CN110602487A

CN110602487A - Video image jitter detection method based on TSN (time delay network)

Info

Publication number: CN110602487A
Application number: CN201910843031.6A
Authority: CN
Inventors: 毛亮; 王倩; 李俊民; 朱婷婷; 王祥雪; 谭焕新; 侯玉清; 刘双广
Original assignee: Xian University of Electronic Science and Technology; Gosuncn Technology Group Co Ltd
Current assignee: Xian University of Electronic Science and Technology; Gosuncn Technology Group Co Ltd
Priority date: 2019-09-06
Filing date: 2019-09-06
Publication date: 2019-12-20
Anticipated expiration: 2039-09-06
Also published as: CN110602487B

Abstract

The invention belongs to the technical field of video quality detection, and particularly relates to a video frame jitter detection method based on a TSN (time delay network), which comprises the following steps: based on a TSN network structure, extracting a normal optical flow field and a distorted optical flow field by utilizing a TVL1 optical flow algorithm; inputting the normal optical flow field and the distorted optical flow field into a TSN network; and judging whether the video shakes through the TSN network, and outputting the shaken frame number. The video jitter detection based on the TSN network can overcome the defect that the traditional algorithm cannot adapt to the video detection of environmental change and a long time range, and can also keep very high detection performance while reducing the calculation amount; the distorted optical flow proposed in the TSN network can suppress the interference of the motion of people or other things in the video, thereby further making the detection of the jitter more accurate.

Description

Video image jitter detection method based on TSN (time delay network)

Technical Field

The invention belongs to the technical field of video quality detection, and particularly relates to a video frame jitter detection method based on a TSN (time delay network).

Background

With the rapid development of security in safe cities, monitoring systems are widely applied in various fields, and the quality of videos transmitted by the monitoring systems is an important factor influencing whether the monitoring systems can play a role, so that how to maintain the monitoring systems with high efficiency is an urgent problem to be solved in the field of video monitoring. Video image jitter is a fault frequently occurring in a monitoring system, and the video image jitter is generally the up-down, left-right, or up-down, left-right jitter of a video image caused by the infirm fixation of a camera or other external forces and artificial actions, and influences the visual effect. The conventional video image jitter detection method is based on a traditional method, and more methods are a gray projection method and an optical flow method, wherein the gray projection method is an operation for simplifying and extracting image distribution characteristics, and the image characteristics are converted into curves along row and column coordinates by taking pixel rows and columns of a two-dimensional image as units, so that the image distribution characteristics are easier to calculate, but the method is only suitable for video jitter detection under a fixed scene and a simple condition and has relatively poor accuracy; the optical flow method is to extract feature points of a video at first and then track the feature points by using an optical flow algorithm, so that the optical flow is very dependent on the detection quality of the feature points, if a current environment has no way to find more corner points, the estimated displacement is incorrect, if a better effect is required to be obtained, the calculated amount is larger, and the optical flow is very easy to generate wrong estimation on moving objects in the actual environment, the robustness is poor, and the method is not suitable for video jitter detection in a long-time range and a complex environment.
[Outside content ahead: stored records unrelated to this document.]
//! Splitting a free-text send line into color, grade, and meta.
//!
//! A send line reads like `Red V4+ flash`: an optional label, a grade token,
//! then trailing notes. The split is a single declarative pattern so the
//! label/grade boundary (shortest label that still lets a grade match) stays
//! exactly reproducible.

use std::sync::LazyLock;

use regex::Regex;

use sends_shared::SendRecord;

/// `color`: reluctant run of ASCII word chars, whitespace and apostrophes,
/// plus at most one whitespace. `grade`: optional `V` then digits and
/// `.+?-`. `meta`: everything left on the line.
static SEND_RE: LazyLock<Regex> = LazyLock::new(|| {
    Regex::new(
        r"(?P<color>(?-u:[\w\s'])*?(?-u:\s)?)(?P<grade>V?[0-9.+?-]+)(?P<meta>(?-u:\s)?.*)",
    )
    .expect("valid regex")
});

/// The three captured parts of a send line, borrowed from the input.
#[derive(Debug, Clone, Copy, PartialEq, Eq)]
pub struct SendParts<'a> {
    pub color: &'a str,
    pub grade: &'a str,
    pub meta: &'a str,
}

/// Split a send line. Returns `None` when no grade token can be found.
///
/// The search is unanchored: if the line starts with characters outside the
/// label class (a comma, say), the match begins after them and those
/// characters are dropped.
pub fn split_send(line: &str) -> Option<SendParts<'_>> {
    let caps = SEND_RE.captures(line)?;
    let grade = caps.name("grade")?.as_str();
    if grade.is_empty() {
        return None;
    }

    Some(SendParts {
        color: caps.name("color").map_or("", |m| m.as_str()),
        grade,
        meta: caps.name("meta").map_or("", |m| m.as_str()),
    })
}

/// Split a send line into a [`SendRecord`] stamped with `date`.
pub fn parse_send(line: &str, date: &str) -> Option<SendRecord> {
    split_send(line).map(|parts| SendRecord::new(parts.color, parts.grade, parts.meta, date))
}
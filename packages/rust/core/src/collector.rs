//! Content tree traversal.
//!
//! Walks `<site>/content/<type>`, parses the frontmatter of every index
//! document, and gathers the sends they log. A document that cannot be read
//! or parsed contributes nothing; a traversal error aborts the walk.

use std::path::Path;

use tracing::{debug, info, instrument};
use walkdir::WalkDir;

use sends_markdown::{extract_sends, read_frontmatter};
use sends_shared::{Result, ScanConfig, SendRecord, SendsError};

/// Collect sends from the content directory named by `config`.
///
/// Fails with [`SendsError::MissingContent`] when that directory does not
/// exist.
pub fn scan(config: &ScanConfig) -> Result<Vec<SendRecord>> {
    let content_path = config.content_path();

    // Anything other than a definite "not found" is left for the walk to report.
    if let Ok(false) = content_path.try_exists() {
        return Err(SendsError::MissingContent { path: content_path });
    }

    collect_sends(&content_path, &config.index_file)
}

/// Walk `root` and collect the sends of every file named `index_file`
/// (case-insensitive), in file-name order.
#[instrument(skip_all, fields(root = %root.display()))]
pub fn collect_sends(root: &Path, index_file: &str) -> Result<Vec<SendRecord>> {
    let wanted = index_file.to_lowercase();
    let mut sends = Vec::new();
    let mut documents = 0usize;
    let mut skipped = 0usize;

    for entry in WalkDir::new(root).follow_links(false).sort_by_file_name() {
        let entry = entry.map_err(|e| SendsError::walk(root, e))?;

        if entry.file_type().is_dir() {
            continue;
        }
        if entry.file_name().to_string_lossy().to_lowercase() != wanted {
            continue;
        }

        documents += 1;
        match read_frontmatter(entry.path()) {
            Ok(frontmatter) => {
                let found = extract_sends(&frontmatter);
                debug!(path = %entry.path().display(), sends = found.len(), "parsed document");
                sends.extend(found);
            }
            Err(e) => {
                skipped += 1;
                debug!(path = %entry.path().display(), error = %e, "skipping document");
            }
        }
    }

    info!(documents, skipped, sends = sends.len(), "content walk complete");

    Ok(sends)
}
Some existing technologies are basically based on traditional methods, but the generalization effect of traditional algorithms is generally poor, usually a set of threshold values or a set of rules are only applicable to specific scenes, and the accuracy of the algorithms is reduced or even fails when the scenes are changed. However, the application scenarios and environments are varied, which can greatly increase the difficulty of implementing conventional algorithms. For example, jiangei and the like propose a video jitter detection algorithm based on forward-backward optical flow point matching motion entropy, which firstly adopts an orb (oriented FAST and rotated bright) algorithm to extract feature points of a video, and then utilizes a forward-backward optical flow algorithm to track the feature points, wherein the algorithm has strong real-time processing capability, but has two problems: firstly, an optical flow algorithm is sensitive to illumination change and is not suitable for long-time tracking, and the algorithm is not suitable for video jitter detection in a complex environment; and secondly, only judging whether the video has jitter or not, and not outputting the frame number generated by the jitter.

Disclosure of Invention

In order to solve the technical defects in the prior art, the invention provides a video image jitter detection method based on a TSN (time delay network).
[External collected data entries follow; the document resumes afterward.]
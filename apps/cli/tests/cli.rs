//! Black-box tests running the built `sends` binary.

use std::fs;
use std::path::{Path, PathBuf};
use std::process::{Command, Output};

use tempfile::TempDir;

fn fixture_site() -> PathBuf {
    Path::new(env!("CARGO_MANIFEST_DIR")).join("../../fixtures/site")
}

/// Run `sends` with an isolated home directory so no user config leaks in.
fn sends(home: &Path, args: &[&str]) -> Output {
    Command::new(env!("CARGO_BIN_EXE_sends"))
        .args(args)
        .env("HOME", home)
        .env_remove("SENDS_CONFIG")
        .env_remove("RUST_LOG")
        .output()
        .expect("run sends")
}

fn stdout(output: &Output) -> String {
    String::from_utf8(output.stdout.clone()).expect("utf-8 stdout")
}

fn stderr(output: &Output) -> String {
    String::from_utf8_lossy(&output.stderr).into_owned()
}

fn write_doc(root: &Path, rel: &str, text: &str) {
    let path = root.join(rel);
    fs::create_dir_all(path.parent().expect("has parent")).expect("mkdir");
    fs::write(path, text).expect("write");
}

// ---------------------------------------------------------------------------
// Report modes
// ---------------------------------------------------------------------------

#[test]
fn list_mode_prints_sorted_sends() {
    let home = TempDir::new().unwrap();
    let site = fixture_site();
    let output = sends(home.path(), &[site.to_str().unwrap()]);

    assert!(output.status.success(), "stderr: {}", stderr(&output));
    assert_eq!(
        stdout(&output),
        "900\n1000\nV?\nGray ?\nOrange 5.10-\nDan's 5.11+\nRed V4\nRed V4 flash\nRed V4\nBlue V4+\n"
    );
    assert!(output.stderr.is_empty(), "unexpected stderr: {}", stderr(&output));
}

#[test]
fn count_mode_prints_histogram() {
    let home = TempDir::new().unwrap();
    let site = fixture_site();
    let output = sends(home.path(), &["--count", site.to_str().unwrap()]);

    assert!(output.status.success());
    assert_eq!(
        stdout(&output),
        concat!(
            "      1 900\n",
            "      1 1000\n",
            "      1 V?\n",
            "      1 ?\n",
            "      1 5.10-\n",
            "      1 5.11+\n",
            "      3 V4\n",
            "      1 V4+\n",
        )
    );
}

#[test]
fn dates_mode_prints_unique_dates() {
    let home = TempDir::new().unwrap();
    let site = fixture_site();
    let output = sends(home.path(), &["-d", "V4", site.to_str().unwrap()]);

    assert!(output.status.success());
    assert_eq!(stdout(&output), "2024-03-15\n2024-04-02\n");
}

#[test]
fn dates_mode_takes_precedence_over_count() {
    let home = TempDir::new().unwrap();
    let site = fixture_site();
    let output = sends(home.path(), &["-c", "--dates", "5.11+", site.to_str().unwrap()]);

    assert!(output.status.success());
    assert_eq!(stdout(&output), "2024-04-02\n");
}

#[test]
fn dates_mode_with_unknown_grade_prints_nothing() {
    let home = TempDir::new().unwrap();
    let site = fixture_site();
    let output = sends(home.path(), &["-d", "V12", site.to_str().unwrap()]);

    assert!(output.status.success());
    assert!(output.stdout.is_empty());
}

#[test]
fn type_flag_selects_content_directory() {
    let home = TempDir::new().unwrap();
    let site = fixture_site();
    let output = sends(home.path(), &["-t", "projects", site.to_str().unwrap()]);

    assert!(output.status.success());
    assert_eq!(stdout(&output), "Green V7 (project)\n");
}

// ---------------------------------------------------------------------------
// End-to-end examples
// ---------------------------------------------------------------------------

#[test]
fn question_mark_grades_sort_before_boulder_grades() {
    let home = TempDir::new().unwrap();
    let site = TempDir::new().unwrap();
    write_doc(
        site.path(),
        "content/posts/climb/index.md",
        "---\ndate: 2024-03-15\nsends: [\"Red V4\", \"Blue V4+\", \"Gray ?\"]\n---\n",
    );

    let output = sends(home.path(), &[site.path().to_str().unwrap()]);
    assert!(output.status.success());
    assert_eq!(stdout(&output), "Gray ?\nRed V4\nBlue V4+\n");
}

#[test]
fn point_grades_sort_numerically() {
    let home = TempDir::new().unwrap();
    let site = TempDir::new().unwrap();
    write_doc(
        site.path(),
        "content/posts/a/index.md",
        "---\ndate: 2024-01-02\nsends: [\"1000\"]\n---\n",
    );
    write_doc(
        site.path(),
        "content/posts/b/index.md",
        "---\ndate: 2024-01-01\nsends: [\"900\"]\n---\n",
    );

    let output = sends(home.path(), &[site.path().to_str().unwrap()]);
    assert!(output.status.success());
    assert_eq!(stdout(&output), "900\n1000\n");
}

#[test]
fn empty_content_directory_prints_nothing() {
    let home = TempDir::new().unwrap();
    let site = TempDir::new().unwrap();
    fs::create_dir_all(site.path().join("content/posts")).unwrap();

    let output = sends(home.path(), &["-c", site.path().to_str().unwrap()]);
    assert!(output.status.success());
    assert!(output.stdout.is_empty());
}

// ---------------------------------------------------------------------------
// Configuration
// ---------------------------------------------------------------------------

#[test]
fn config_file_sets_default_content_type() {
    let home = TempDir::new().unwrap();
    let config = home.path().join("custom.toml");
    fs::write(&config, "[defaults]\ncontent_type = \"projects\"\n").unwrap();
    let site = fixture_site();

    let output = sends(
        home.path(),
        &["--config", config.to_str().unwrap(), site.to_str().unwrap()],
    );
    assert!(output.status.success(), "stderr: {}", stderr(&output));
    assert_eq!(stdout(&output), "Green V7 (project)\n");

    let output = sends(
        home.path(),
        &["--config", config.to_str().unwrap(), "-t", "posts", "-d", "V4+", site.to_str().unwrap()],
    );
    assert_eq!(stdout(&output), "2024-03-15\n");
}

#[test]
fn home_config_is_picked_up() {
    let home = TempDir::new().unwrap();
    write_doc(home.path(), ".sends/sends.toml", "[defaults]\ncontent_type = \"projects\"\n");
    let site = fixture_site();

    let output = sends(home.path(), &[site.to_str().unwrap()]);
    assert!(output.status.success());
    assert_eq!(stdout(&output), "Green V7 (project)\n");
}

#[test]
fn invalid_config_is_fatal() {
    let home = TempDir::new().unwrap();
    let config = home.path().join("bad.toml");
    fs::write(&config, "[defaults\n").unwrap();
    let site = fixture_site();

    let output = sends(
        home.path(),
        &["--config", config.to_str().unwrap(), site.to_str().unwrap()],
    );
    assert_eq!(output.status.code(), Some(1));
    assert!(output.stdout.is_empty());
}

// ---------------------------------------------------------------------------
// Failures
// ---------------------------------------------------------------------------

#[test]
fn missing_site_path_prints_usage() {
    let home = TempDir::new().unwrap();
    let output = sends(home.path(), &[]);

    assert_eq!(output.status.code(), Some(1));
    assert!(output.stdout.is_empty());
    assert!(stderr(&output).contains("Usage"), "stderr: {}", stderr(&output));
}

#[test]
fn missing_content_path_is_fatal() {
    let home = TempDir::new().unwrap();
    let site = fixture_site();
    let output = sends(home.path(), &["--type", "nope", site.to_str().unwrap()]);

    assert_eq!(output.status.code(), Some(1));
    assert!(output.stdout.is_empty());
    assert!(
        stderr(&output).contains("content path does not exist"),
        "stderr: {}",
        stderr(&output)
    );
}

#[cfg(unix)]
#[test]
fn unreadable_directory_aborts_the_walk() {
    use std::os::unix::fs::PermissionsExt;

    let home = TempDir::new().unwrap();
    let site = TempDir::new().unwrap();
    let posts = site.path().join("content/posts");
    write_doc(&posts, "a/index.md", "---\nsends:\n  - Red V4\n---\n");
    let locked = posts.join("b");
    fs::create_dir_all(&locked).unwrap();
    fs::set_permissions(&locked, fs::Permissions::from_mode(0o000)).unwrap();

    // Permission bits do not stop a privileged user.
    if fs::read_dir(&locked).is_ok() {
        fs::set_permissions(&locked, fs::Permissions::from_mode(0o755)).unwrap();
        return;
    }

    let output = sends(home.path(), &[site.path().to_str().unwrap()]);
    fs::set_permissions(&locked, fs::Permissions::from_mode(0o755)).unwrap();

    assert_eq!(output.status.code(), Some(1));
    assert!(output.stdout.is_empty(), "stdout: {}", stdout(&output));
    assert!(
        stderr(&output).contains("error walking directory"),
        "stderr: {}",
        stderr(&output)
    );
}

#[test]
fn help_exits_zero() {
    let home = TempDir::new().unwrap();
    let output = sends(home.path(), &["--help"]);

    assert!(output.status.success());
    assert!(stdout(&output).contains("--dates"));
}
The invention is realized by the following technical scheme:

a video image jitter detection method based on TSN network includes steps:

1) based on a TSN network structure, extracting a normal optical flow field and a distorted optical flow field by utilizing a TVL1 optical flow algorithm;

2) inputting the normal optical flow field and the distorted optical flow field into a TSN network;

3) and judging whether the video shakes through the TSN network, and outputting the shaken frame number.

Further, the TSN network is composed of a spatial stream convolution network and a time stream convolution network.

And further, the normal optical flow field and the distorted optical flow field are used as input for capturing motion information, and when too many moving objects exist in the video shot in real time, the motion of the objects is inhibited through the distorted optical flow field, so that the objects are concentrated on the background motion in the video.

Further, in the step 3), the TSN network determining includes: given a video V, dividing V into K segments { S ] at equal intervals₁，S₂，...,S_KAfter that, the TSN network models a series of fragments as follows:

TSN(T₁,T₂,...,T_K)＝H(G(F(T₁；W),F(T₂；W),...,F(T_K；W)))

wherein: (T)₁,T₂,...,T_K) Represents a sequence of fragments, each fragment T_KFrom its corresponding segment S_KObtaining the intermediate random sample; f (T)_K(ii) a W) function represents that the convolutional network using W as a parameter acts on the segment T_KThe function returns T_KA score relative to a jitter category; g () is a segment consensus function; h () is a probability prediction function.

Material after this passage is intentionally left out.